The records Block Start
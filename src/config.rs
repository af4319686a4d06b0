//! Pipeline configuration
//!
//! The only knobs are the reducer count, how the input is split across map
//! tasks, the combiner switch, the input policy and where stage outputs are
//! materialized. Everything can be loaded from a YAML file.

use serde::{Deserialize, Serialize};
use std::path::{Path, PathBuf};
use thiserror::Error;
use tracing::debug;

/// Configuration errors
#[derive(Error, Debug)]
pub enum ConfigError {
    /// I/O error
    #[error("I/O error: {0}")]
    Io(#[from] std::io::Error),

    /// YAML parse error
    #[error("YAML error: {0}")]
    Yaml(#[from] serde_yaml::Error),

    /// Semantically invalid value
    #[error("Invalid configuration: {0}")]
    Invalid(String),
}

pub type ConfigResult<T> = Result<T, ConfigError>;

/// How the pipeline treats input that breaks the simple-graph precondition
#[derive(Debug, Clone, Copy, PartialEq, Eq, Serialize, Deserialize, Default)]
#[serde(rename_all = "lowercase")]
pub enum InputPolicy {
    /// Self-loops and duplicate edges abort the run
    #[default]
    Strict,
    /// Self-loops are skipped like malformed lines; duplicate edges are
    /// counted as found, which over-counts the triangles they belong to
    Lenient,
}

/// Pipeline configuration
#[derive(Debug, Clone, PartialEq, Serialize, Deserialize)]
#[serde(default)]
pub struct PipelineConfig {
    /// Number of reducers (R) at every shuffle boundary
    pub reducers: usize,
    /// Number of map tasks each input stream is split into
    pub map_splits: usize,
    /// Pre-reduce local aggregation for the summing stages
    pub combine: bool,
    /// Simple-graph precondition handling
    pub input_policy: InputPolicy,
    /// Directory for materialized stage outputs and the report
    /// (None = in-memory only)
    pub work_dir: Option<PathBuf>,
}

impl Default for PipelineConfig {
    fn default() -> Self {
        Self {
            reducers: 8,
            map_splits: 4,
            combine: true,
            input_policy: InputPolicy::Strict,
            work_dir: None,
        }
    }
}

impl PipelineConfig {
    /// Load a configuration from a YAML file; missing keys take defaults
    pub fn from_yaml_file(path: impl AsRef<Path>) -> ConfigResult<Self> {
        let path = path.as_ref();
        debug!("Loading pipeline configuration from {:?}", path);
        let text = std::fs::read_to_string(path)?;
        Self::from_yaml_str(&text)
    }

    pub fn from_yaml_str(text: &str) -> ConfigResult<Self> {
        let config: PipelineConfig = serde_yaml::from_str(text)?;
        config.validate()?;
        Ok(config)
    }

    pub fn with_reducers(mut self, reducers: usize) -> Self {
        self.reducers = reducers;
        self
    }

    pub fn with_map_splits(mut self, map_splits: usize) -> Self {
        self.map_splits = map_splits;
        self
    }

    pub fn with_input_policy(mut self, policy: InputPolicy) -> Self {
        self.input_policy = policy;
        self
    }

    pub fn with_work_dir(mut self, dir: impl Into<PathBuf>) -> Self {
        self.work_dir = Some(dir.into());
        self
    }

    /// Validate configuration
    pub fn validate(&self) -> ConfigResult<()> {
        if self.reducers == 0 {
            return Err(ConfigError::Invalid(
                "reducers must be at least 1".to_string(),
            ));
        }
        if self.map_splits == 0 {
            return Err(ConfigError::Invalid(
                "map_splits must be at least 1".to_string(),
            ));
        }
        Ok(())
    }
}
The records Block End
**Exercise brief:** All the entries above need to be reproduced exactly.

**Exercise answer:**
filename src/config.rs
repository af4319686a4d06b0
//! Pipeline configuration
//!
//! The only knobs are the reducer count, how the input is split across map
//! tasks, the combiner switch, the input policy and where stage outputs are
//! materialized. Everything can be loaded from a YAML file.

use serde::{Deserialize, Serialize};
use std::path::{Path, PathBuf};
use thiserror::Error;
use tracing::debug;

/// Configuration errors
#[derive(Error, Debug)]
pub enum ConfigError {
    /// I/O error
    #[error("I/O error: {0}")]
    Io(#[from] std::io::Error),

    /// YAML parse error
    #[error("YAML error: {0}")]
    Yaml(#[from] serde_yaml::Error),

    /// Semantically invalid value
    #[error("Invalid configuration: {0}")]
    Invalid(String),
}

pub type ConfigResult<T> = Result<T, ConfigError>;

/// How the pipeline treats input that breaks the simple-graph precondition
#[derive(Debug, Clone, Copy, PartialEq, Eq, Serialize, Deserialize, Default)]
#[serde(rename_all = "lowercase")]
pub enum InputPolicy {
    /// Self-loops and duplicate edges abort the run
    #[default]
    Strict,
    /// Self-loops are skipped like malformed lines; duplicate edges are
    /// counted as found, which over-counts the triangles they belong to
    Lenient,
}

/// Pipeline configuration
#[derive(Debug, Clone, PartialEq, Serialize, Deserialize)]
#[serde(default)]
pub struct PipelineConfig {
    /// Number of reducers (R) at every shuffle boundary
    pub reducers: usize,
    /// Number of map tasks each input stream is split into
    pub map_splits: usize,
    /// Pre-reduce local aggregation for the summing stages
    pub combine: bool,
    /// Simple-graph precondition handling
    pub input_policy: InputPolicy,
    /// Directory for materialized stage outputs and the report
    /// (None = in-memory only)
    pub work_dir: Option<PathBuf>,
}

impl Default for PipelineConfig {
    fn default() -> Self {
        Self {
            reducers: 8,
            map_splits: 4,
            combine: true,
            input_policy: InputPolicy::Strict,
            work_dir: None,
        }
    }
}

impl PipelineConfig {
    /// Load a configuration from a YAML file; missing keys take defaults
    pub fn from_yaml_file(path: impl AsRef<Path>) -> ConfigResult<Self> {
        let path = path.as_ref();
        debug!("Loading pipeline configuration from {:?}", path);
        let text = std::fs::read_to_string(path)?;
        Self::from_yaml_str(&text)
    }

    pub fn from_yaml_str(text: &str) -> ConfigResult<Self> {
        let config: PipelineConfig = serde_yaml::from_str(text)?;
        config.validate()?;
        Ok(config)
    }

    pub fn with_reducers(mut self, reducers: usize) -> Self {
        self.reducers = reducers;
        self
    }

    pub fn with_map_splits(mut self, map_splits: usize) -> Self {
        self.map_splits = map_splits;
        self
    }

    pub fn with_input_policy(mut self, policy: InputPolicy) -> Self {
        self.input_policy = policy;
        self
    }

    pub fn with_work_dir(mut self, dir: impl Into<PathBuf>) -> Self {
        self.work_dir = Some(dir.into());
        self
    }

    /// Validate configuration
    pub fn validate(&self) -> ConfigResult<()> {
        if self.reducers == 0 {
            return Err(ConfigError::Invalid(
                "reducers must be at least 1".to_string(),
            ));
        }
        if self.map_splits == 0 {
            return Err(ConfigError::Invalid(
                "map_splits must be at least 1".to_string(),
            ));
        }
        Ok(())
    }
}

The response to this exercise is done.